Mayor Doug Marsden and City Superintendent Keith Fulsebakke, attended the latest NAWS meeting where the Bottineau’s leaders were told by the NAWS board that even though the project is still in court over an environmental impact study with the Canadian government, NAWS will continue to lay pipe for the project. Marsden and Fulsebakke were told that by the fall of 2013, NAWS’s waterline will be completed to Westhope Corners, with the drawing of the plans for Bottineau’s pipeline to start next summer.
It is uncertain when the court’s decision will be finalized for the water project, but NAWS did inform Marsden and Fulsebakke that Bottineau’s original contract of allocating the city’s 860,000 gallons per day still stands.

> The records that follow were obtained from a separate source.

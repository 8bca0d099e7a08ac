//! Errors surfaced to the user while sharing a card.
//!
//! Every variant is non-fatal: the controller is back in [`crate::State::Idle`] (or still
//! listening, for [`Error::PeerNotDetected`]) and the user may try again.

#[derive(Debug, Clone, PartialEq, Eq, thiserror::Error)]
pub enum Error {
    #[error("Your cards are unavailable: {0}")]
    SourceUnavailable(String),

    #[error("Could not start the NFC session: {0}")]
    SessionStartFailed(String),

    #[error("No NFC tag was detected in time")]
    SessionTimeout,

    #[error("No NFC session is active")]
    SessionInactive,

    #[error("Hold your phone near a tag before sharing")]
    PeerNotDetected,

    #[error("Error occurred while waiting for a tag: {0}")]
    PeerDetectionFailed(String),

    #[error("Choose a card to share")]
    SelectionRequired,

    #[error("Could not encode the card: {0}")]
    EncodeFailed(String),

    #[error("Could not write the card to the tag: {0}")]
    WriteFailed(String),

    #[error("Could not read from the tag: {0}")]
    ReadFailed(String),

    #[error("The tag does not carry a card: {0}")]
    DecodeFailed(String),
}

pub type Result<T> = std::result::Result<T, Error>;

In other city news, the council met with Deputy Cole Watson of the Bottineau County Sheriff’s Department about police issues around the city. It was decided that the police department will be monitoring the traffic at the corner of Nichol and Fifth Street due to complaints of a large number of vehicles speeding through the intersection with very little yielding at the stop sign.

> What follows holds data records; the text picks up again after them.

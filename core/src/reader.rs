//! The radio hardware boundary.

use std::fmt::{Display, Formatter};

use async_trait::async_trait;

#[derive(Debug, thiserror::Error)]
pub enum Error {
    #[error("NFC is not available on this device: {0}")]
    NotSupported(String),

    #[error("Access to NFC was denied")]
    PermissionDenied,

    #[error("No NFC session is active")]
    NotStarted,

    #[error("No tag is connected")]
    NoTag,

    #[error("Error occurred while communicating with the tag: {0}")]
    Tag(#[from] crate::type4::Error),

    #[error("{0}")]
    Other(Box<dyn std::error::Error + Send + Sync>),
}

pub type Result<T> = std::result::Result<T, Error>;

/// A tag or peer device detected during a session.
#[derive(Debug, Clone, PartialEq, Eq)]
pub struct Tag {
    pub id: Vec<u8>,
}

impl Tag {
    /// Creates a tag from its identifier. An empty identifier is rendered as unknown.
    pub fn new(id: Vec<u8>) -> Self {
        Self { id }
    }
}

impl Display for Tag {
    fn fmt(&self, f: &mut Formatter<'_>) -> std::fmt::Result {
        match self.id.is_empty() {
            true => f.write_str("(unknown)"),
            _ => f.write_str(&hex::encode_upper(&self.id)),
        }
    }
}

/// A short-range radio reader.
///
/// Implementations hold at most one session; [`crate::ExchangeController`] is the only
/// caller and never starts a session while another is outstanding.
#[async_trait]
pub trait Reader: Send + Sync {
    /// Acquires the hardware and starts listening for tags.
    async fn start(&self) -> Result<()>;

    /// Releases the hardware. Must succeed when no session is active.
    async fn cancel_active_request(&self) -> Result<()>;

    /// Checks once whether a tag is in range.
    async fn detect_peer(&self) -> Result<Option<Tag>>;

    /// Writes the NDEF message to the detected tag.
    async fn transmit(&self, message: &[u8]) -> Result<()>;

    /// Reads the NDEF message stored in the detected tag.
    async fn read(&self) -> Result<Vec<u8>> {
        Err(Error::NotSupported("reading tags".to_owned()))
    }
}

The sheriff’s department will also be enforcing the issue of keeping yards in the community clean of rather unsightly vehicles, which are being left in yards for residents and visitors to the city to witness while driving down the streets. Over the past number of months, the police have been successful in keeping yards clean of vehicles, and it is their hopes to care quickly for the remaining vehicles out in the open to be seen.
Riley Rogers and John Dueval, the new owners of The Preserve Development, which is located west of Bottineau’s Forestry Park, were present at the council meeting to request a rezoning from an “R-3” and “R-4” to just an “R-4” zone.
Rogers and Dueval, who recently purchased the development from another company, stated that they plan to redraw the lots and vacating the present plans for the plat and streets.
Although the two men did not speak in detail about their plans for the development, they do plan to remove the cul-de-sac from the plans and create a horseshoe development, making traffic flow and snow removal easier for the residents who will have homes or townhouses in the development. Rodgers and Dueval do plan to keep the 20-foot easement for access to the south side.
With the request on the rezoning, the council voted unanimously to hold a protest hearing for the rezoning of the development, which will take place on Monday, May 7 at the city armory, at 7 p.m.
The council also favored vacating the existing plat and street plans and accepting the Rogers and Dueval’s re-plat and street plans.
The Bottineau Farmers Elevator held its protest hearing to rezone a piece of land west of Oak Manor and Grace Lutheran Church to a “M” zone so the elevator can construct a weigh station. One protest was filed by Dick Kornkven in regards to the street congestion and how it will affect the residents of Oak Manor. With only one protest, which didn’t meet the percentile of protestors needed to disallow a vote by the council; and, a short discussion between Kornkven and the elevator board, which came to an agreement, the vote went forward with the council approving the rezone request for the Bottineau Farmers Elevator.
Bids for cement and mowing were open with Onarhiem Construction receiving the cement bid and Bob Abrahamson of Abe’s Lawn Service receiving the mowing bid.